ここではコンサルティング営業について特徴を挙げ、一般的な営業職との違いについて解説していきます。転職先の1つとしてコンサルティング営業を視野に入れるなら、参考にご覧ください。
取り扱う商材の違い
営業職の本質的な使命は、自社商品・サービスの営業活動を通じて顧客の抱える課題を解決へと導くこと。この点は、コンサルティング営業も同様です。しかしコンサルティング営業の場合、単純に自社の商品・サービスを提案し、それによって課題解決を目指すものではありません。さまざまな手法から、クライアントの課題解決にもっとも有効な手段を幅広く提示し、「どうすれば課題が解決できるのか」という解決策そのものを、クライアントに対して提供していくのです。

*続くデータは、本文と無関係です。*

//! Ollama HTTP client

use anyhow::{Context, Result};
use serde_json::Value;
use tracing::debug;

use super::config::OllamaConfig;
use crate::ai::model::{ModelError, ModelInfo};
use crate::constants;

/// Thin HTTP client for one Ollama server
pub struct OllamaClient {
    http: reqwest::Client,
    config: OllamaConfig,
}

impl OllamaClient {
    pub fn new(config: OllamaConfig) -> Result<Self> {
        let http = reqwest::Client::builder()
            .connect_timeout(constants::ai::CONNECT_TIMEOUT)
            .build()
            .context("Failed to build Ollama HTTP client")?;
        Ok(Self { http, config })
    }

    pub fn config(&self) -> &OllamaConfig {
        &self.config
    }

    /// POST a chat body, turning non-2xx statuses into `ModelError::Api`
    pub(super) async fn post_chat(&self, body: &Value) -> Result<reqwest::Response, ModelError> {
        let url = self.config.endpoint("api/chat");
        debug!(url = %url, model = ?body.get("model"), "Ollama chat request");

        let response = self.http.post(&url).json(body).send().await?;
        if !response.status().is_success() {
            return Err(error_from_response(response).await);
        }
        Ok(response)
    }

    /// Models installed on the server (`GET /api/tags`)
    pub async fn list_models(&self) -> Result<Vec<ModelInfo>, ModelError> {
        let response = self
            .http
            .get(self.config.endpoint("api/tags"))
            .timeout(self.config.request_timeout)
            .send()
            .await?;
        if !response.status().is_success() {
            return Err(error_from_response(response).await);
        }

        let body: Value = response.json().await?;
        Ok(parse_tags(&body))
    }
}

/// Ollama reports failures as `{"error": "..."}`
async fn error_from_response(response: reqwest::Response) -> ModelError {
    let status = response.status().as_u16();
    let text = response.text().await.unwrap_or_default();
    let message = serde_json::from_str::<Value>(&text)
        .ok()
        .and_then(|v| v.get("error").and_then(|e| e.as_str()).map(str::to_string))
        .unwrap_or(text);
    ModelError::Api { status, message }
}

fn parse_tags(body: &Value) -> Vec<ModelInfo> {
    let Some(models) = body.get("models").and_then(|m| m.as_array()) else {
        return Vec::new();
    };

    models
        .iter()
        .filter_map(|model| {
            let name = model.get("name").and_then(|n| n.as_str())?;
            let details = model.get("details");
            let detail = |key: &str| {
                details
                    .and_then(|d| d.get(key))
                    .and_then(|v| v.as_str())
                    .map(str::to_string)
            };
            Some(ModelInfo {
                name: name.to_string(),
                size: model.get("size").and_then(|s| s.as_u64()),
                family: detail("family"),
                parameter_size: detail("parameter_size"),
            })
        })
        .collect()
}

#[cfg(test)]
mod tests {
    use super::*;
    use serde_json::json;

    #[test]
    fn parses_tags_listing() {
        let body = json!({
            "models": [
                {
                    "name": "granite4:350m",
                    "size": 708000000u64,
                    "details": { "family": "granite", "parameter_size": "350M" }
                },
                { "name": "phi4" },
                { "size": 1 }
            ]
        });

        let models = parse_tags(&body);
        assert_eq!(models.len(), 2);
        assert_eq!(models[0].family.as_deref(), Some("granite"));
        assert_eq!(models[0].parameter_size.as_deref(), Some("350M"));
        assert_eq!(models[1].name, "phi4");
        assert_eq!(models[1].size, None);
    }

    #[test]
    fn missing_models_key_is_empty() {
        assert!(parse_tags(&json!({})).is_empty());
    }
}
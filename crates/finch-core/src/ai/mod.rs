//! Model layer
//!
//! Conversation types, the `ChatModel` abstraction, and the Ollama client

pub mod client;
pub mod model;
pub mod parsers;
pub mod types;

pub use model::{
    AssistantTurn, ChatModel, ModelError, ModelInfo, ModelName, ModelProvider, ModelRole,
    StreamPart,
};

売りたい商品・サービスありきでその提案に注力する一般的な営業職とは、ここが大きく異なります。解決策が前提となって、それにマッチした自社の商品・サービスを盛り込んでいくわけです。
営業手法や仕事内容の違い
一般的な営業職の場合、まず売り込むべき商品・サービスがあり、それが必要とされる業界あるいは企業をターゲットとして営業活動を行います。しかしコンサルティング営業の場合、特定の業界をターゲットとするようなケースは少ないでしょう。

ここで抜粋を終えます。